Entries must be copied exactly, with nothing left out.

□ □ □ □ □

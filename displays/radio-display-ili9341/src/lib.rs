//! ILI9341 panel bring-up
//!
//! Builds the 320x240 landscape ILI9341 display used by the radio from an SPI
//! bus and the two control pins (chip-select and data/command), and attaches
//! it to a `radio_display::TftDisplay`.
//!
//! The controller protocol itself (init sequence, addressing, pixel
//! transfer) is handled by `mipidsi`.
//!
//! ```ignore
//! let mut buffer = [0u8; BUFFER_SIZE];
//! let mut display = TftDisplay::new();
//! if !radio_display_ili9341::attach(&mut display, spi, cs, dc, &mut delay, &mut buffer) {
//!     // No display; all drawing calls are no-ops
//! }
//! display.display_volume(72);
//! ```

#![cfg_attr(not(test), no_std)]
#![deny(unsafe_code)]

use embedded_hal::delay::DelayNs;
use embedded_hal::digital::OutputPin;
use embedded_hal::spi::SpiBus;
use embedded_hal_bus::spi::{ExclusiveDevice, NoDelay};
use mipidsi::interface::SpiInterface;
use mipidsi::models::ILI9341Rgb565;
use mipidsi::options::{ColorOrder, Orientation, Rotation};
use mipidsi::{Builder, Display, NoResetPin};

use radio_display::{DisplayError, TftDisplay};

/// Panel rotation: landscape with the connector on the left
pub const ROTATION: Rotation = Rotation::Deg270;

/// Suggested size of the pixel batching buffer
pub const BUFFER_SIZE: usize = 512;

/// The radio's ILI9341 display
pub type Ili9341<'a, SPI, CS, DC> =
    Display<SpiInterface<'a, ExclusiveDevice<SPI, CS, NoDelay>, DC>, ILI9341Rgb565, NoResetPin>;

/// Construct and initialize the panel
///
/// - `spi`: SPI bus shared by nothing else
/// - `cs`: chip-select pin
/// - `dc`: data/command pin
/// - `buffer`: pixel batching buffer, must outlive the display
pub fn begin<'a, SPI, CS, DC, DELAY>(
    spi: SPI,
    cs: CS,
    dc: DC,
    delay: &mut DELAY,
    buffer: &'a mut [u8],
) -> Result<Ili9341<'a, SPI, CS, DC>, DisplayError>
where
    SPI: SpiBus,
    CS: OutputPin,
    DC: OutputPin,
    DELAY: DelayNs,
{
    #[cfg(feature = "defmt")]
    defmt::debug!("initializing ILI9341");

    let device =
        ExclusiveDevice::new_no_delay(spi, cs).map_err(|_| DisplayError::Communication)?;
    let interface = SpiInterface::new(device, dc, buffer);

    Builder::new(ILI9341Rgb565, interface)
        .color_order(ColorOrder::Bgr)
        .orientation(Orientation::new().rotate(ROTATION))
        .init(delay)
        .map_err(|_| DisplayError::Init)
}

/// Initialize the panel and attach it to `display`
///
/// Returns whether the display is usable. On failure `display` keeps working
/// as a no-op.
pub fn attach<'a, SPI, CS, DC, DELAY>(
    display: &mut TftDisplay<Ili9341<'a, SPI, CS, DC>>,
    spi: SPI,
    cs: CS,
    dc: DC,
    delay: &mut DELAY,
    buffer: &'a mut [u8],
) -> bool
where
    SPI: SpiBus,
    CS: OutputPin,
    DC: OutputPin,
    DELAY: DelayNs,
{
    display.begin(begin(spi, cs, dc, delay, buffer))
}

□ □ □ □ □

* [Exercise output]:
filename displays/radio-display-ili9341/src/lib.rs
//! ILI9341 panel bring-up
//!
//! Builds the 320x240 landscape ILI9341 display used by the radio from an SPI
//! bus and the two control pins (chip-select and data/command), and attaches
//! it to a `radio_display::TftDisplay`.
//!
//! The controller protocol itself (init sequence, addressing, pixel
//! transfer) is handled by `mipidsi`.
//!
//! ```ignore
//! let mut buffer = [0u8; BUFFER_SIZE];
//! let mut display = TftDisplay::new();
//! if !radio_display_ili9341::attach(&mut display, spi, cs, dc, &mut delay, &mut buffer) {
//!     // No display; all drawing calls are no-ops
//! }
//! display.display_volume(72);
//! ```

#![cfg_attr(not(test), no_std)]
#![deny(unsafe_code)]

use embedded_hal::delay::DelayNs;
use embedded_hal::digital::OutputPin;
use embedded_hal::spi::SpiBus;
use embedded_hal_bus::spi::{ExclusiveDevice, NoDelay};
use mipidsi::interface::SpiInterface;
use mipidsi::models::ILI9341Rgb565;
use mipidsi::options::{ColorOrder, Orientation, Rotation};
use mipidsi::{Builder, Display, NoResetPin};

use radio_display::{DisplayError, TftDisplay};

/// Panel rotation: landscape with the connector on the left
pub const ROTATION: Rotation = Rotation::Deg270;

/// Suggested size of the pixel batching buffer
pub const BUFFER_SIZE: usize = 512;

/// The radio's ILI9341 display
pub type Ili9341<'a, SPI, CS, DC> =
    Display<SpiInterface<'a, ExclusiveDevice<SPI, CS, NoDelay>, DC>, ILI9341Rgb565, NoResetPin>;

/// Construct and initialize the panel
///
/// - `spi`: SPI bus shared by nothing else
/// - `cs`: chip-select pin
/// - `dc`: data/command pin
/// - `buffer`: pixel batching buffer, must outlive the display
pub fn begin<'a, SPI, CS, DC, DELAY>(
    spi: SPI,
    cs: CS,
    dc: DC,
    delay: &mut DELAY,
    buffer: &'a mut [u8],
) -> Result<Ili9341<'a, SPI, CS, DC>, DisplayError>
where
    SPI: SpiBus,
    CS: OutputPin,
    DC: OutputPin,
    DELAY: DelayNs,
{
    #[cfg(feature = "defmt")]
    defmt::debug!("initializing ILI9341");

    let device =
        ExclusiveDevice::new_no_delay(spi, cs).map_err(|_| DisplayError::Communication)?;
    let interface = SpiInterface::new(device, dc, buffer);

    Builder::new(ILI9341Rgb565, interface)
        .color_order(ColorOrder::Bgr)
        .orientation(Orientation::new().rotate(ROTATION))
        .init(delay)
        .map_err(|_| DisplayError::Init)
}

/// Initialize the panel and attach it to `display`
///
/// Returns whether the display is usable. On failure `display` keeps working
/// as a no-op.
pub fn attach<'a, SPI, CS, DC, DELAY>(
    display: &mut TftDisplay<Ili9341<'a, SPI, CS, DC>>,
    spi: SPI,
    cs: CS,
    dc: DC,
    delay: &mut DELAY,
    buffer: &'a mut [u8],
) -> bool
where
    SPI: SpiBus,
    CS: OutputPin,
    DC: OutputPin,
    DELAY: DelayNs,
{
    display.begin(begin(spi, cs, dc, delay, buffer))
}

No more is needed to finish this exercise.